Les acteurs qui ont contribué à diffuser les principes de l’ERE, semblent donc être ceux de l’enseignement agricole ainsi que les structures qui ont ensuite pris en charge des actions d’ERE. Ils constituent, pour moi, des « passeurs », car ils sont parvenus à porter ces idées au-delà de l’entre-soi.

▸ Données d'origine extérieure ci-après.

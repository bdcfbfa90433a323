// Copyright (c) 2025, The Ruskit Authors
// MIT License
// All rights reserved.

//! # RabbitMQ Message Publisher
//!
//! This module provides the per-exchange publish facade. A publisher is
//! created through [`Publisher::bind`], which resolves the exchange
//! definition, asserts the exchange on the live channel, and fixes the
//! instance to it. `publish` then accepts either a bare payload or a full
//! [`PublishRequest`], resolves the encoder and publish options, and performs
//! a confirm-mode publish; the broker's acknowledgement is delivered to the
//! optional completion callback.

use crate::{
    channel::ChannelProvider,
    errors::AmqpError,
    exchange::ExchangeDefinition,
    handler::{default_encode, Encoder},
    topology::TopologyBinder,
};
use lapin::{
    options::BasicPublishOptions, publisher_confirm::Confirmation, types::ShortString,
    BasicProperties,
};
use serde_json::Value;
use std::sync::Arc;
use tracing::{error, info};
use uuid::Uuid;

/// Default content type for JSON messages
pub const JSON_CONTENT_TYPE: &str = "application/json";

/// Invoked once the broker acknowledges or rejects a confirm-mode publish.
pub type ConfirmCallback = Box<dyn FnOnce(Result<(), AmqpError>) + Send>;

/// A single outbound publish.
///
/// Anything left unset falls back to the bound exchange's defaults: empty
/// routing key, the exchange's publish options, and its encoder (or the JSON
/// default). Bare payloads coerce into a request through the `From` impls.
pub struct PublishRequest {
    pub payload: Value,
    pub routing_key: String,
    pub options: Option<BasicPublishOptions>,
    pub encode: Option<Encoder>,
    pub callback: Option<ConfirmCallback>,
}

impl PublishRequest {
    pub fn new(payload: Value) -> PublishRequest {
        PublishRequest {
            payload,
            routing_key: String::new(),
            options: None,
            encode: None,
            callback: None,
        }
    }

    /// Sets the routing key for this publish.
    pub fn routing_key(mut self, key: &str) -> Self {
        self.routing_key = key.to_owned();
        self
    }

    /// Overrides the exchange's default publish options for this publish.
    pub fn options(mut self, options: BasicPublishOptions) -> Self {
        self.options = Some(options);
        self
    }

    /// Overrides the exchange's encoder for this publish.
    pub fn encode(mut self, encode: Encoder) -> Self {
        self.encode = Some(encode);
        self
    }

    /// Sets the completion callback invoked with the broker's confirmation.
    pub fn callback(mut self, callback: ConfirmCallback) -> Self {
        self.callback = Some(callback);
        self
    }
}

impl From<Value> for PublishRequest {
    fn from(payload: Value) -> PublishRequest {
        PublishRequest::new(payload)
    }
}

impl From<&str> for PublishRequest {
    fn from(payload: &str) -> PublishRequest {
        PublishRequest::new(Value::String(payload.to_owned()))
    }
}

impl From<String> for PublishRequest {
    fn from(payload: String) -> PublishRequest {
        PublishRequest::new(Value::String(payload))
    }
}

/// Per-exchange publish facade over the shared confirm channel.
///
/// Ownership of a publisher is the caller's; every instance resolves the
/// channel through its provider on each publish, so channel recreation is
/// transparent to it.
pub struct Publisher {
    provider: Arc<dyn ChannelProvider>,
    exchange: ExchangeDefinition,
}

impl Publisher {
    /// Resolves the exchange definition, asserts the exchange on the active
    /// channel, and fixes this publisher to it for all subsequent calls.
    pub async fn bind(
        provider: Arc<dyn ChannelProvider>,
        exchange: &str,
    ) -> Result<Publisher, AmqpError> {
        let def = provider
            .exchange_definition(exchange)
            .ok_or_else(|| AmqpError::MissingExchangeDefinition(exchange.to_owned()))?;

        let channel = provider.channel().await?;
        TopologyBinder::new(channel).declare_exchange(&def).await?;

        info!("publisher initialized - exchange: {}", def.name);

        Ok(Publisher {
            provider,
            exchange: def,
        })
    }

    /// Publishes to the bound exchange with confirm semantics.
    ///
    /// Returns once the frame is accepted by the client; the broker's
    /// ack/nack reaches the request's callback from a spawned task. A
    /// rejected publish is never retried here.
    pub async fn publish(&self, request: impl Into<PublishRequest>) -> Result<(), AmqpError> {
        let request = request.into();

        let data = encode_payload(&request, &self.exchange)?;
        let options = request.options.unwrap_or(self.exchange.publish_options);

        let mut properties =
            BasicProperties::default().with_message_id(ShortString::from(Uuid::new_v4().to_string()));
        if let Some(content_type) = resolve_content_type(&request, &self.exchange) {
            properties = properties.with_content_type(ShortString::from(content_type));
        }

        let channel = self.provider.channel().await?;
        let confirm = match channel
            .basic_publish(
                &self.exchange.name,
                &request.routing_key,
                options,
                &data,
                properties,
            )
            .await
        {
            Err(err) => {
                error!(error = err.to_string(), "error publishing message");
                Err(AmqpError::PublishingError)
            }
            Ok(confirm) => Ok(confirm),
        }?;

        if let Some(callback) = request.callback {
            tokio::spawn(async move {
                let outcome = match confirm.await {
                    Ok(Confirmation::Nack(_)) => Err(AmqpError::PublishRejectedError),
                    Ok(_) => Ok(()),
                    Err(err) => {
                        error!(error = err.to_string(), "error awaiting publish confirm");
                        Err(AmqpError::PublishingError)
                    }
                };
                callback(outcome);
            });
        }

        Ok(())
    }
}

/// Content-type resolution: the exchange's configured content type wins;
/// otherwise messages produced by the JSON default encoder are stamped
/// `application/json` and custom-encoded ones carry no content type, since
/// only the encoder knows what it wrote.
pub(crate) fn resolve_content_type(
    request: &PublishRequest,
    exchange: &ExchangeDefinition,
) -> Option<String> {
    if let Some(content_type) = exchange.content_type.as_ref() {
        return Some(content_type.clone());
    }

    if request.encode.is_some() || exchange.encode.is_some() {
        return None;
    }

    Some(JSON_CONTENT_TYPE.to_owned())
}

/// Encoder resolution: per-call encoder, then the exchange default, then
/// JSON serialization.
pub(crate) fn encode_payload(
    request: &PublishRequest,
    exchange: &ExchangeDefinition,
) -> Result<Vec<u8>, AmqpError> {
    match request.encode.as_ref().or(exchange.encode.as_ref()) {
        Some(encode) => encode(&request.payload),
        None => default_encode(&request.payload),
    }
}

#[cfg(test)]
mod tests {
    use super::*;
    use serde_json::json;

    #[test]
    fn bare_string_payload_coerces_to_defaulted_request() {
        let request = PublishRequest::from("hello");

        assert_eq!(request.payload, Value::String("hello".to_owned()));
        assert_eq!(request.routing_key, "");
        assert!(request.options.is_none());
        assert!(request.encode.is_none());
        assert!(request.callback.is_none());
    }

    #[test]
    fn default_encoder_is_json() {
        let request = PublishRequest::new(json!({ "id": 7 }));
        let exchange = ExchangeDefinition::new("events");

        let data = encode_payload(&request, &exchange).unwrap();
        assert_eq!(data, serde_json::to_vec(&json!({ "id": 7 })).unwrap());
    }

    #[test]
    fn exchange_encoder_overrides_the_json_default() {
        let request = PublishRequest::new(json!("payload"));
        let exchange = ExchangeDefinition::new("events")
            .encode(Arc::new(|_| Ok(b"exchange-encoded".to_vec())));

        let data = encode_payload(&request, &exchange).unwrap();
        assert_eq!(data, b"exchange-encoded");
    }

    #[test]
    fn per_call_encoder_overrides_the_exchange_default() {
        let request = PublishRequest::new(json!("payload"))
            .encode(Arc::new(|_| Ok(b"call-encoded".to_vec())));
        let exchange = ExchangeDefinition::new("events")
            .encode(Arc::new(|_| Ok(b"exchange-encoded".to_vec())));

        let data = encode_payload(&request, &exchange).unwrap();
        assert_eq!(data, b"call-encoded");
    }

    #[test]
    fn json_encoded_publishes_are_stamped_application_json() {
        let request = PublishRequest::new(json!({ "id": 7 }));
        let exchange = ExchangeDefinition::new("events");

        assert_eq!(
            resolve_content_type(&request, &exchange),
            Some(JSON_CONTENT_TYPE.to_owned())
        );
    }

    #[test]
    fn custom_encoded_publishes_carry_no_content_type() {
        let by_exchange = PublishRequest::new(json!("payload"));
        let exchange = ExchangeDefinition::new("events")
            .encode(Arc::new(|_| Ok(b"exchange-encoded".to_vec())));
        assert_eq!(resolve_content_type(&by_exchange, &exchange), None);

        let by_call = PublishRequest::new(json!("payload"))
            .encode(Arc::new(|_| Ok(b"call-encoded".to_vec())));
        let plain = ExchangeDefinition::new("events");
        assert_eq!(resolve_content_type(&by_call, &plain), None);
    }

    #[test]
    fn configured_content_type_wins_over_encoder_inference() {
        let request = PublishRequest::new(json!("payload"))
            .encode(Arc::new(|_| Ok(b"call-encoded".to_vec())));
        let exchange = ExchangeDefinition::new("events")
            .content_type("application/msgpack");

        assert_eq!(
            resolve_content_type(&request, &exchange),
            Some("application/msgpack".to_owned())
        );
    }
}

Dans l’ensemble les grandes étapes de l’histoire de l’ERE dessinées ici, ne sont qu’une ébauche qui appelle un vrai travail d’investigation historique. Que ce soit dans une perspective environnementale ou dans une perspective éducative et pédagogique, l’éducation relative à l’environnement s’inscrit en rupture avec le modèle éducatif traditionnel et avec le cadre sociétal de lequel il s’inscrit. L’ERE est une éducation au changement qui a été encouragée et soutenue par les instances internationales (ONU ; UNESCO). Aujourd’hui ces mêmes institutions opèrent un glissement vers une éducation au développement durable en inscrivant le second dans le sillage du premier. Ce glissement est essentiellement politique.

B. De l’ERE à l’éducation à l’environnement vers un

développement durable : un choix d’en haut ?

Le développement durable est une notion diffusée du haut vers le bas selon une logique descendante impulsée par les instances internationales. Son introduction dans le champ éducatif participe de la même logique et de la même dynamique.